With virtual realty headset Oculus Rift set to release early next year, one can only begin to wonder how affordable the headset will be. Wonder no more (or.. perhaps for a little while longer) as Oculus VR have finally released the recommended system requirements for the Oculus Rift.
- NVIDIA GTX 970 / AMD 290 equivalent or greater
- Intel i5-4590 equivalent or greater
- 8GB+ RAM
- Compatible HDMI 1.3 video output
- 2x USB 3.0 ports
- Windows 7 SP1 or newer
Oculus VR state that their goal is to ultimately “deliver a great experience” for all compatible games and this “will be fundamental to VR’s success” as it gives game developers some specifications to work with when building their games if they wish to allow VR support.

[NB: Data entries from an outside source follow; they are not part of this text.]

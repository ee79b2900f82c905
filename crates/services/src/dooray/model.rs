//! Typed upstream payloads and the drive tree the walker builds from them.
//!
//! Upstream objects carry many more fields than the gateway looks at
//! (`size`, `creator`, `createdAt`, ...). Those are kept in `extra` and
//! written back out unchanged so clients see the upstream shape.

use serde::ser::SerializeMap;
use serde::{Deserialize, Serialize, Serializer};
use serde_json::{Map, Value};

/// `{ header: {...}, result: ... }` wrapper around every upstream JSON body.
#[derive(Debug, Clone, Deserialize)]
pub struct Envelope<T> {
    pub header: EnvelopeHeader,
    pub result: Option<T>,
}

#[derive(Debug, Clone, Deserialize)]
#[serde(rename_all = "camelCase")]
pub struct EnvelopeHeader {
    pub is_successful: bool,
    #[serde(default)]
    pub result_code: i64,
    #[serde(default)]
    pub result_message: String,
}

/// One entry of `/drive/v1/drives`.
#[derive(Debug, Clone, Serialize, Deserialize)]
pub struct DriveSummary {
    pub id: String,
    #[serde(default, skip_serializing_if = "Option::is_none")]
    pub title: Option<String>,
    #[serde(default, skip_serializing_if = "Option::is_none")]
    pub name: Option<String>,
    #[serde(flatten)]
    pub extra: Map<String, Value>,
}

impl DriveSummary {
    /// Name given to the drive's root folder: `title`, then `name`, then the id.
    pub fn root_name(&self) -> String {
        self.title
            .clone()
            .or_else(|| self.name.clone())
            .unwrap_or_else(|| self.id.clone())
    }
}

/// One entry of a `/drive/v1/drives/<id>/files` listing, split on `type`.
#[derive(Debug, Clone, Deserialize)]
#[serde(tag = "type", rename_all = "lowercase")]
pub enum DriveItem {
    Folder(FolderItem),
    File(FileItem),
    #[serde(other)]
    Other,
}

#[derive(Debug, Clone, Deserialize)]
pub struct FolderItem {
    pub id: String,
    #[serde(default)]
    pub name: String,
    #[serde(rename = "subType", default)]
    pub sub_type: Option<String>,
    #[serde(flatten)]
    pub extra: Map<String, Value>,
}

impl FolderItem {
    pub fn is_root(&self) -> bool {
        self.sub_type.as_deref() == Some("root")
    }
}

#[derive(Debug, Clone, Deserialize)]
pub struct FileItem {
    pub id: String,
    #[serde(default)]
    pub name: String,
    #[serde(flatten)]
    pub extra: Map<String, Value>,
}

/// `/common/v1/members/<id>` result.
#[derive(Debug, Clone, Deserialize)]
pub struct Member {
    #[serde(default)]
    pub name: Option<String>,
}

/// `/drive/v1/files/<id>?media=meta` result.
#[derive(Debug, Clone, Deserialize)]
#[serde(rename_all = "camelCase")]
pub struct FileMeta {
    pub name: String,
    pub drive_id: String,
}

/// A drive with its fully expanded root folder.
#[derive(Debug, Clone, Serialize)]
pub struct Drive {
    #[serde(flatten)]
    pub summary: DriveSummary,
    #[serde(rename = "uniqueKey")]
    pub unique_key: String,
    /// Absent when the upstream reports no root folder for the drive.
    #[serde(skip_serializing_if = "Option::is_none")]
    pub root: Option<Folder>,
}

impl Drive {
    pub fn new(summary: DriveSummary, root: Option<Folder>) -> Self {
        Self {
            unique_key: format!("drive-{}", summary.id),
            summary,
            root,
        }
    }
}

#[derive(Debug, Clone)]
pub enum Node {
    Folder(Folder),
    File(File),
}

impl Node {
    pub fn as_folder(&self) -> Option<&Folder> {
        match self {
            Node::Folder(folder) => Some(folder),
            Node::File(_) => None,
        }
    }

    pub fn as_file(&self) -> Option<&File> {
        match self {
            Node::File(file) => Some(file),
            Node::Folder(_) => None,
        }
    }
}

/// A folder and its children in upstream order: subfolders first, then files.
#[derive(Debug, Clone)]
pub struct Folder {
    pub id: String,
    pub name: String,
    pub sub_type: Option<String>,
    pub extra: Map<String, Value>,
    pub children: Vec<Node>,
}

impl Folder {
    pub fn root(id: String, name: String, children: Vec<Node>) -> Self {
        Self {
            id,
            name,
            sub_type: None,
            extra: Map::new(),
            children,
        }
    }

    pub fn from_item(item: FolderItem, children: Vec<Node>) -> Self {
        let mut extra = item.extra;
        extra.insert("type".to_string(), Value::from("folder"));
        Self {
            id: item.id,
            name: item.name,
            sub_type: item.sub_type,
            extra,
            children,
        }
    }

    pub fn sub_folders(&self) -> impl Iterator<Item = &Folder> {
        self.children.iter().filter_map(Node::as_folder)
    }

    pub fn files(&self) -> impl Iterator<Item = &File> {
        self.children.iter().filter_map(Node::as_file)
    }
}

const FOLDER_KEYS: [&str; 5] = ["id", "name", "subType", "subFolders", "files"];

impl Serialize for Folder {
    fn serialize<S: Serializer>(&self, serializer: S) -> Result<S::Ok, S::Error> {
        let sub_folders: Vec<&Folder> = self.sub_folders().collect();
        let files: Vec<&File> = self.files().collect();

        let mut map = serializer.serialize_map(None)?;
        for (key, value) in &self.extra {
            if !FOLDER_KEYS.contains(&key.as_str()) {
                map.serialize_entry(key, value)?;
            }
        }
        map.serialize_entry("id", &self.id)?;
        map.serialize_entry("name", &self.name)?;
        if let Some(sub_type) = &self.sub_type {
            map.serialize_entry("subType", sub_type)?;
        }
        map.serialize_entry("subFolders", &sub_folders)?;
        map.serialize_entry("files", &files)?;
        map.end()
    }
}

#[derive(Debug, Clone, Serialize)]
pub struct File {
    pub id: String,
    pub name: String,
    #[serde(rename = "uniqueKey")]
    pub unique_key: String,
    #[serde(flatten)]
    pub extra: Map<String, Value>,
}

impl File {
    pub fn from_item(drive_id: &str, item: FileItem) -> Self {
        let mut extra = item.extra;
        extra.remove("uniqueKey");
        extra.insert("type".to_string(), Value::from("file"));
        Self {
            unique_key: format!("drive-{}-file-{}", drive_id, item.id),
            id: item.id,
            name: item.name,
            extra,
        }
    }
}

Why are the specifications so high though? Well, according to an Oculus VR blog post:
“A traditional 1080p game at 60Hz requires 124 million shaded pixels per second. In contrast, the Rift runs at 2160×1200 at 90Hz split over dual displays, consuming 233 million pixels per second. At the default eye-target scale, the Rift’s rendering requirements go much higher: around 400 million shaded pixels per second. This means that by raw rendering costs alone, a VR game will require approximately 3x the GPU power of 1080p rendering.”
To sum that up briefly: the Oculus Rift needs way more pixels to render smoothly at 1080p which requires a lot of power, and this is power that laptops currently available on the market do not have. Sorry laptop users.
The verdict? If you want to use the Oculus Rift and you don’t have a fairly high-end PC – you better get upgrading.